Camera Operator 6 is watching on his monitor screen live coverage of a soccer match. He has skilfully focused a camera on a large plasma screen showing the match inside a public house. He continues to watch, and commentate on, the game for the next 25 minutes until it reaches a conclusion. (Author’s field note, cited in Smith 2014: 149)

These examples reveal the degree of creativity that is elicited by the camera operators to make their labour more subjectively tolerable and meaningful, and to compensate for the negative aspects of the reflected spectacle, especially those situations where these risk flâneurs experience little or no agency in terms of either voluntarily directing or averting the gaze cast. They show how camera operator-derived tactics are deployed as a vehicle to struggle with, and contest, the forms of domination they endure as a result of their subjection to structural constraints. The technologies of vision and fields of visibility over which the camera operators preside are thereby deliberately directed to ends that provide the watchers with at least some form of autonomy and satisfaction. They get used for informal activities that help fracture and pass the time, and they get used to service the desires of those who all too often feel constrained by the desires of others populating the streets.

Conclusion: Debunking the myths of technocratic oversight

This paper has started to trace how camera operators relate to the visual texts that they are in the business of making, inspecting and interpreting. It has begun to excavate some of the social meanings that these risk flâneurs ascribe to the telemediated events that they vicariously follow, and how these ‘narratives of the street’ come, as reference points, to inscribe themselves on their subjectivities in a disciplinary manner. It has accentuated how seeing through CCTV affects social experience in unseen ways. CCTV systems produce harrowing representations of the social fabric: individuals being violently assaulted or choosing to end their lives in tragic acts of suicide. When aggregated, these sequences can inflict an enduring disfiguration on the camera operators’ perceptions of urban space as an ecology of suffering. This impression can then orientate their conduct in contexts that extend beyond the monitoring facility. I have sought to illustrate the dualities of work – both ‘surface’ and ‘deep’, formal and informal – that camera operators ritualistically perform in response to these conditions, as they futilely attempt to manufacture a semblance of social order on the streets over which they gaze as absent witnesses, and as they attempt to preserve a stable sense of self.

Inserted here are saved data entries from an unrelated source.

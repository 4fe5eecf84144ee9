extern crate nalgebra as na;

use na::Vector3;
use tracing::warn;

use crate::{Float, PmvsError, PmvsResult};
use crate::image::{Image, Mask, features::Feature};
use crate::mvs::{patch::Patch, photo::Photo, runtime_parameters::MatchingParameters};
use crate::sensors::camera::ProjectiveCamera;
use crate::sfm::epipolar::tensor::{Fundamental, fundamental::FundamentalMatrixCache};

/**
 * Owns all photos of a dataset, the fundamental matrices between them and the accepted patches.
 * Patches are only ever appended, cells refer to them by index.
 */
pub struct PhotoRegistry {
    photos: Vec<Photo>,
    fundamentals: FundamentalMatrixCache,
    patches: Vec<Patch>,
    parameters: MatchingParameters
}

impl PhotoRegistry {

    /**
     * Images, masks (if any) and row-major 3x4 projection matrices are aligned by index.
     */
    pub fn new(images: Vec<Image>, masks: Option<Vec<Mask>>, projections: &[Vec<Float>], parameters: MatchingParameters) -> PmvsResult<PhotoRegistry> {
        parameters.validate()?;
        if images.len() != projections.len() {
            return Err(PmvsError::DatasetMismatch(format!("{} images but {} projection matrices", images.len(), projections.len())));
        }
        let mut masks_per_photo: Vec<Option<Mask>> = match masks {
            Some(m) if m.len() != images.len() => return Err(PmvsError::DatasetMismatch(format!("{} images but {} masks", images.len(), m.len()))),
            Some(m) => m.into_iter().map(Some).collect(),
            None => vec![None; images.len()]
        };

        let mut photos = Vec::<Photo>::with_capacity(images.len());
        for (id, (image, projection)) in images.into_iter().zip(projections.iter()).enumerate() {
            let camera = ProjectiveCamera::new(projection)?;
            photos.push(Photo::new(id, image, masks_per_photo[id].take(), camera, parameters.cell_size)?);
        }

        PhotoRegistry::from_photos(photos, parameters)
    }

    pub fn from_photos(photos: Vec<Photo>, parameters: MatchingParameters) -> PmvsResult<PhotoRegistry> {
        parameters.validate()?;
        if let Some((position, photo)) = photos.iter().enumerate().find(|(i,p)| p.id != *i) {
            return Err(PmvsError::DatasetMismatch(format!("photo {} is stored at position {}", photo.id, position)));
        }
        if let Some(photo) = photos.iter().find(|p| p.cells.cell_size() != parameters.cell_size) {
            return Err(PmvsError::InvalidParameters(format!("cells of photo {} are {} pixels, parameters ask for {}", photo.id, photo.cells.cell_size(), parameters.cell_size)));
        }
        let fundamentals = FundamentalMatrixCache::new(photos.len());
        Ok(PhotoRegistry{photos, fundamentals, patches: Vec::new(), parameters})
    }

    pub fn photo(&self, id: usize) -> &Photo {
        &self.photos[id]
    }

    pub fn photos(&self) -> &[Photo] {
        &self.photos
    }

    pub fn photo_count(&self) -> usize {
        self.photos.len()
    }

    pub fn patches(&self) -> &[Patch] {
        &self.patches
    }

    pub fn parameters(&self) -> &MatchingParameters {
        &self.parameters
    }

    pub fn set_features(&mut self, photo_id: usize, features: &[Feature]) {
        self.photos[photo_id].set_features(features);
    }

    pub fn fundamental_matrix(&self, id_one: usize, id_two: usize) -> Fundamental {
        self.fundamentals.get(id_one, id_two, &self.photos[id_one].camera, &self.photos[id_two].camera)
    }

    pub fn fundamental_computation_count(&self) -> usize {
        self.fundamentals.computation_count()
    }

    /**
     * Photos whose optical axis encloses an angle with the axis of `id` strictly between the
     * angles given by `cos_min_angle` and `cos_max_angle`.
     */
    pub fn relevant_photos(&self, id: usize) -> Vec<usize> {
        let axis = self.photos[id].optical_axis().fixed_rows::<3>(0).normalize();
        self.photos.iter().filter(|p| p.id != id).filter(|p| {
            let other: Vector3<Float> = p.optical_axis().fixed_rows::<3>(0).normalize();
            let cos_angle = axis.dot(&other);
            cos_angle > self.parameters.cos_max_angle && cos_angle < self.parameters.cos_min_angle
        }).map(|p| p.id).collect()
    }

    /**
     * Appends the patch and registers its index in the cell of every visible photo
     * the center projects into. Returns the patch index.
     */
    pub fn register_patch(&mut self, patch: Patch) -> usize {
        let index = self.patches.len();
        for &id in &patch.visible_photos {
            let photo = &mut self.photos[id];
            let registered = photo.camera.project(&patch.center).and_then(|(x,y)| photo.cells.insert(y, x, index));
            if registered.is_none() {
                warn!("patch {} projects outside the cell grid of photo {}", index, id);
            }
        }
        self.patches.push(patch);
        index
    }
}
extern crate pmvs;

use std::fs;
use std::path::{Path, PathBuf};
use color_eyre::eyre::Result;
use serde::Deserialize;

use pmvs::{init_logger, MatchingParameters, PhotoRegistry};
use pmvs::io::{load_dataset, load_features, save_patches, DatasetParameters};
use pmvs::image::features::feature_priority_queue::{select_strongest_per_cell, DEFAULT_GRID_SIZE, DEFAULT_FEATURES_PER_CELL};
use pmvs::mvs::seed::run_initial_matching;

/**
 * Run file: the dataset, a directory with NNNN.yaml feature lists per photo and the output path.
 */
#[derive(Deserialize)]
struct RunConfig {
    dataset: DatasetParameters,
    feature_dir: PathBuf,
    output: PathBuf,
    #[serde(default)]
    matching: MatchingParameters
}

fn main() -> Result<()> {
    color_eyre::install()?;
    init_logger();

    let run_file = std::env::args().nth(1).unwrap_or_else(|| "initial_matching.yaml".to_string());
    let config: RunConfig = serde_yaml::from_str(&fs::read_to_string(Path::new(&run_file))?)?;
    tracing::info!("matching parameters: {}", config.matching);

    let dataset = load_dataset(&config.dataset)?;
    let mut registry = PhotoRegistry::new(dataset.images, dataset.masks, &dataset.projections, config.matching)?;

    for id in 0..registry.photo_count() {
        let features = load_features(&config.feature_dir.join(format!("{:04}.yaml", id)))?;
        let (width, height) = (registry.photo(id).width(), registry.photo(id).height());
        let selected = select_strongest_per_cell(&features, width, height, DEFAULT_GRID_SIZE, DEFAULT_FEATURES_PER_CELL);
        registry.set_features(id, &selected);
    }

    let accepted = run_initial_matching(&mut registry);
    println!("{} patches", accepted);
    save_patches(&config.output, registry.patches())?;

    Ok(())
}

I have shown the work of watching to be an ambiguous practice, a dynamic and contingent activity that far outstrips simplistic ascriptions of it being merely about the unidirectional or hierarchical dispersal of visual power. I have argued that the distinctive positioning of camera operators as physically-impotent and reactive overseers (that is, as relatively passive prosumers of de-contextualised urban flows) spawns an interesting and important workplace culture, one that is infused in affective atmospherics and (in)formalised labour practices. Such conditions and repertoires reveal that surveillant supervision is a far from straightforward mechanical or technical exercise performed by a bundle of rule-following, dispassionate and detached technocrats. On the contrary, camera operators become emotionally invested in, and acutely transformed through, the ‘surface’ and ‘deep’ labour rituals that they perform. These risk flâneurs become as much the subjects of surveillance as the agents, with telemediated visibility functioning as a medium that intimately exposes urban overseers to the violence and suffering of others. In effect, the subjectivities of the camera operators both define and are defined by the spatial realities they vicariously confront and virtually inhabit, constructing and being constructed by the projection of the gaze and by its often merciless reflection.